(Collected data)
-------

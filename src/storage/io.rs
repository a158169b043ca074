//! Safe I/O utilities for in-place document rewrites
//!
//! Link relocation rewrites many files in one pass, so a crash half-way
//! through a write must never leave a truncated document behind. Writes go
//! to a temporary sibling, are fsynced, then renamed over the target.

use std::fs::{self, OpenOptions};
use std::io::{self, Write};
use std::path::Path;

/// Write data to a file atomically with fsync
///
/// 1. Writes data to a temporary file in the same directory
/// 2. Calls fsync on the file
/// 3. Atomically renames the temp file to the target
/// 4. Syncs the directory so the rename is durable
///
/// If any step fails, the temporary file is cleaned up.
pub fn atomic_write(path: &Path, data: &[u8]) -> io::Result<()> {
    let parent = path.parent().ok_or_else(|| {
        io::Error::new(
            io::ErrorKind::InvalidInput,
            format!("Cannot determine parent directory for: {}", path.display()),
        )
    })?;

    if !parent.exists() {
        fs::create_dir_all(parent)?;
    }

    let temp_name = format!(
        ".{}.tmp.{}",
        path.file_name()
            .map(|n| n.to_string_lossy().to_string())
            .unwrap_or_else(|| "file".to_string()),
        std::process::id()
    );
    let temp_path = parent.join(&temp_name);

    let write_result = (|| -> io::Result<()> {
        let mut file = OpenOptions::new()
            .write(true)
            .create(true)
            .truncate(true)
            .open(&temp_path)?;
        file.write_all(data)?;
        file.sync_all()
    })();

    if let Err(e) = write_result {
        let _ = fs::remove_file(&temp_path);
        return Err(e);
    }

    if let Err(e) = fs::rename(&temp_path, path) {
        let _ = fs::remove_file(&temp_path);
        return Err(e);
    }

    sync_directory(parent)
}

/// Sync a directory to ensure metadata changes are durable
///
/// On Windows, directory sync is not directly supported; the rename itself is
/// atomic on NTFS.
pub fn sync_directory(path: &Path) -> io::Result<()> {
    #[cfg(unix)]
    {
        fs::File::open(path)?.sync_all()?;
    }

    #[cfg(windows)]
    {
        let _ = path;
    }

    Ok(())
}

/// Check if a path is a symlink without following it
pub fn is_symlink(path: &Path) -> bool {
    match fs::symlink_metadata(path) {
        Ok(meta) => meta.is_symlink(),
        Err(_) => false,
    }
}

/// Move a file, falling back to copy + delete across filesystems
pub fn move_file(source: &Path, destination: &Path) -> io::Result<()> {
    if let Some(parent) = destination.parent() {
        if !parent.exists() {
            fs::create_dir_all(parent)?;
        }
    }

    if fs::rename(source, destination).is_err() {
        fs::copy(source, destination)?;
        fs::remove_file(source)?;
    }
    Ok(())
}

#[cfg(test)]
mod tests {
    use super::*;
    use tempfile::tempdir;

    #[test]
    fn test_atomic_write() {
        let dir = tempdir().unwrap();
        let path = dir.path().join("test.md");

        atomic_write(&path, b"Hello, World!").unwrap();

        let content = fs::read_to_string(&path).unwrap();
        assert_eq!(content, "Hello, World!");
    }

    #[test]
    fn test_atomic_write_replaces_and_leaves_no_temp() {
        let dir = tempdir().unwrap();
        let path = dir.path().join("note.md");
        fs::write(&path, "old").unwrap();

        atomic_write(&path, b"new").unwrap();

        assert_eq!(fs::read_to_string(&path).unwrap(), "new");
        let leftovers: Vec<_> = fs::read_dir(dir.path())
            .unwrap()
            .filter_map(|e| e.ok())
            .filter(|e| e.file_name().to_string_lossy().contains(".tmp."))
            .collect();
        assert!(leftovers.is_empty());
    }

    #[test]
    fn test_atomic_write_creates_parent_dirs() {
        let dir = tempdir().unwrap();
        let path = dir.path().join("sub").join("dir").join("test.md");

        atomic_write(&path, b"nested").unwrap();

        assert!(path.exists());
    }

    #[test]
    fn test_move_file_creates_destination_parent() {
        let dir = tempdir().unwrap();
        let source = dir.path().join("a.md");
        let dest = dir.path().join("Archive").join("2024").join("a.md");
        fs::write(&source, "content").unwrap();

        move_file(&source, &dest).unwrap();

        assert!(!source.exists());
        assert_eq!(fs::read_to_string(&dest).unwrap(), "content");
    }

    #[test]
    fn test_is_symlink() {
        let dir = tempdir().unwrap();
        let file = dir.path().join("file.md");
        fs::write(&file, "content").unwrap();

        assert!(!is_symlink(&file));

        #[cfg(unix)]
        {
            let link = dir.path().join("link.md");
            std::os::unix::fs::symlink(&file, &link).unwrap();
            assert!(is_symlink(&link));
        }
    }
}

-------

AIM OF THE TASK: Repeat the records above in full, character for character.

TASK SOLUTION:
filename src/storage/io.rs
repository a158169b043ca074
//! Safe I/O utilities for in-place document rewrites
//!
//! Link relocation rewrites many files in one pass, so a crash half-way
//! through a write must never leave a truncated document behind. Writes go
//! to a temporary sibling, are fsynced, then renamed over the target.

use std::fs::{self, OpenOptions};
use std::io::{self, Write};
use std::path::Path;

/// Write data to a file atomically with fsync
///
/// 1. Writes data to a temporary file in the same directory
/// 2. Calls fsync on the file
/// 3. Atomically renames the temp file to the target
/// 4. Syncs the directory so the rename is durable
///
/// If any step fails, the temporary file is cleaned up.
pub fn atomic_write(path: &Path, data: &[u8]) -> io::Result<()> {
    let parent = path.parent().ok_or_else(|| {
        io::Error::new(
            io::ErrorKind::InvalidInput,
            format!("Cannot determine parent directory for: {}", path.display()),
        )
    })?;

    if !parent.exists() {
        fs::create_dir_all(parent)?;
    }

    let temp_name = format!(
        ".{}.tmp.{}",
        path.file_name()
            .map(|n| n.to_string_lossy().to_string())
            .unwrap_or_else(|| "file".to_string()),
        std::process::id()
    );
    let temp_path = parent.join(&temp_name);

    let write_result = (|| -> io::Result<()> {
        let mut file = OpenOptions::new()
            .write(true)
            .create(true)
            .truncate(true)
            .open(&temp_path)?;
        file.write_all(data)?;
        file.sync_all()
    })();

    if let Err(e) = write_result {
        let _ = fs::remove_file(&temp_path);
        return Err(e);
    }

    if let Err(e) = fs::rename(&temp_path, path) {
        let _ = fs::remove_file(&temp_path);
        return Err(e);
    }

    sync_directory(parent)
}

/// Sync a directory to ensure metadata changes are durable
///
/// On Windows, directory sync is not directly supported; the rename itself is
/// atomic on NTFS.
pub fn sync_directory(path: &Path) -> io::Result<()> {
    #[cfg(unix)]
    {
        fs::File::open(path)?.sync_all()?;
    }

    #[cfg(windows)]
    {
        let _ = path;
    }

    Ok(())
}

/// Check if a path is a symlink without following it
pub fn is_symlink(path: &Path) -> bool {
    match fs::symlink_metadata(path) {
        Ok(meta) => meta.is_symlink(),
        Err(_) => false,
    }
}

/// Move a file, falling back to copy + delete across filesystems
pub fn move_file(source: &Path, destination: &Path) -> io::Result<()> {
    if let Some(parent) = destination.parent() {
        if !parent.exists() {
            fs::create_dir_all(parent)?;
        }
    }

    if fs::rename(source, destination).is_err() {
        fs::copy(source, destination)?;
        fs::remove_file(source)?;
    }
    Ok(())
}

#[cfg(test)]
mod tests {
    use super::*;
    use tempfile::tempdir;

    #[test]
    fn test_atomic_write() {
        let dir = tempdir().unwrap();
        let path = dir.path().join("test.md");

        atomic_write(&path, b"Hello, World!").unwrap();

        let content = fs::read_to_string(&path).unwrap();
        assert_eq!(content, "Hello, World!");
    }

    #[test]
    fn test_atomic_write_replaces_and_leaves_no_temp() {
        let dir = tempdir().unwrap();
        let path = dir.path().join("note.md");
        fs::write(&path, "old").unwrap();

        atomic_write(&path, b"new").unwrap();

        assert_eq!(fs::read_to_string(&path).unwrap(), "new");
        let leftovers: Vec<_> = fs::read_dir(dir.path())
            .unwrap()
            .filter_map(|e| e.ok())
            .filter(|e| e.file_name().to_string_lossy().contains(".tmp."))
            .collect();
        assert!(leftovers.is_empty());
    }

    #[test]
    fn test_atomic_write_creates_parent_dirs() {
        let dir = tempdir().unwrap();
        let path = dir.path().join("sub").join("dir").join("test.md");

        atomic_write(&path, b"nested").unwrap();

        assert!(path.exists());
    }

    #[test]
    fn test_move_file_creates_destination_parent() {
        let dir = tempdir().unwrap();
        let source = dir.path().join("a.md");
        let dest = dir.path().join("Archive").join("2024").join("a.md");
        fs::write(&source, "content").unwrap();

        move_file(&source, &dest).unwrap();

        assert!(!source.exists());
        assert_eq!(fs::read_to_string(&dest).unwrap(), "content");
    }

    #[test]
    fn test_is_symlink() {
        let dir = tempdir().unwrap();
        let file = dir.path().join("file.md");
        fs::write(&file, "content").unwrap();

        assert!(!is_symlink(&file));

        #[cfg(unix)]
        {
            let link = dir.path().join("link.md");
            std::os::unix::fs::symlink(&file, &link).unwrap();
            assert!(is_symlink(&link));
        }
    }
}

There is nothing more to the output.